[Collected data entries]
++++++++
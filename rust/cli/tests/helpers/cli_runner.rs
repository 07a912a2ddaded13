use std::path::PathBuf;
use std::process::{Command, Stdio};

use pokerschool_cli::config::{ENV_CONFIG, ENV_LOG, ENV_SEED, ENV_UNICODE};

#[derive(Debug)]
pub struct CliRunner {
    binary_path: PathBuf,
}

#[derive(Debug, Clone)]
pub struct CliResult {
    pub exit_code: i32,
    pub stdout: String,
    pub stderr: String,
}

impl CliRunner {
    pub fn new() -> Self {
        Self {
            binary_path: PathBuf::from(env!("CARGO_BIN_EXE_pokerschool")),
        }
    }

    pub fn run(&self, args: &[&str]) -> CliResult {
        self.run_with_env(args, &[])
    }

    /// Runs with only the given `POKERSCHOOL_*` variables set; suit letters
    /// are forced unless the caller overrides `POKERSCHOOL_UNICODE`.
    pub fn run_with_env(&self, args: &[&str], env: &[(&str, &str)]) -> CliResult {
        let mut cmd = Command::new(&self.binary_path);
        cmd.args(args)
            .stdin(Stdio::null())
            .stdout(Stdio::piped())
            .stderr(Stdio::piped())
            .env_remove("RUST_LOG");
        for key in [ENV_CONFIG, ENV_SEED, ENV_LOG] {
            cmd.env_remove(key);
        }
        cmd.env(ENV_UNICODE, "0");
        for (key, value) in env {
            cmd.env(key, value);
        }

        let output = cmd.output().expect("failed to run pokerschool binary");
        CliResult {
            exit_code: output.status.code().unwrap_or(1),
            stdout: String::from_utf8_lossy(&output.stdout).to_string(),
            stderr: String::from_utf8_lossy(&output.stderr).to_string(),
        }
    }
}
//! # pokerschool-engine: Hand Evaluation Core
//!
//! Card and deck model, hand-category evaluation, a street-based equity
//! heuristic and pot odds for an educational Texas Hold'em toolkit.
//! Every operation is a pure function over caller-owned cards; randomness
//! only enters through shuffling.
//!
//! ## Core Modules
//!
//! - [`cards`] - Card representation (Suit, Rank, Card) and text parsing
//! - [`deck`] - Deck construction, Fisher–Yates shuffle, seeded dealing
//! - [`analysis`] - Rank/suit counting, flush and straight detection
//! - [`hand`] - Hand category evaluation and the ranking reference table
//! - [`equity`] - Street-based equity estimate and pot odds
//! - [`table`] - Practice-hand dealing and showdown by score
//! - [`logger`] - JSONL evaluation records
//! - [`errors`] - Error types for checked operations
//!
//! ## Quick Start
//!
//! ```rust
//! use pokerschool_engine::cards::parse_cards;
//! use pokerschool_engine::equity::estimate_equity;
//! use pokerschool_engine::hand::{evaluate, HandCategory};
//!
//! let hole = parse_cards("A♥ K♥").unwrap();
//! let board = parse_cards("Q♥ J♥ 10♥ 2♣ 3♦").unwrap();
//! let all: Vec<_> = hole.iter().chain(&board).copied().collect();
//!
//! assert_eq!(evaluate(&all).category, HandCategory::RoyalFlush);
//! assert_eq!(estimate_equity(&hole, &board), 0.9);
//! ```
//!
//! ## Deterministic Shuffles
//!
//! ```rust
//! use pokerschool_engine::deck::{create_deck, shuffle_with_seed};
//!
//! let deck = create_deck();
//! assert_eq!(shuffle_with_seed(&deck, 42), shuffle_with_seed(&deck, 42));
//! ```

pub mod analysis;
pub mod cards;
pub mod deck;
pub mod equity;
pub mod errors;
pub mod hand;
pub mod logger;
pub mod table;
++++++++
- [WHAT TO WORK ON] Collect the lines of the data that carry the word "value".

- [ANSWER FOR THE TASK]
        for (key, value) in env {
            cmd.env(key, value);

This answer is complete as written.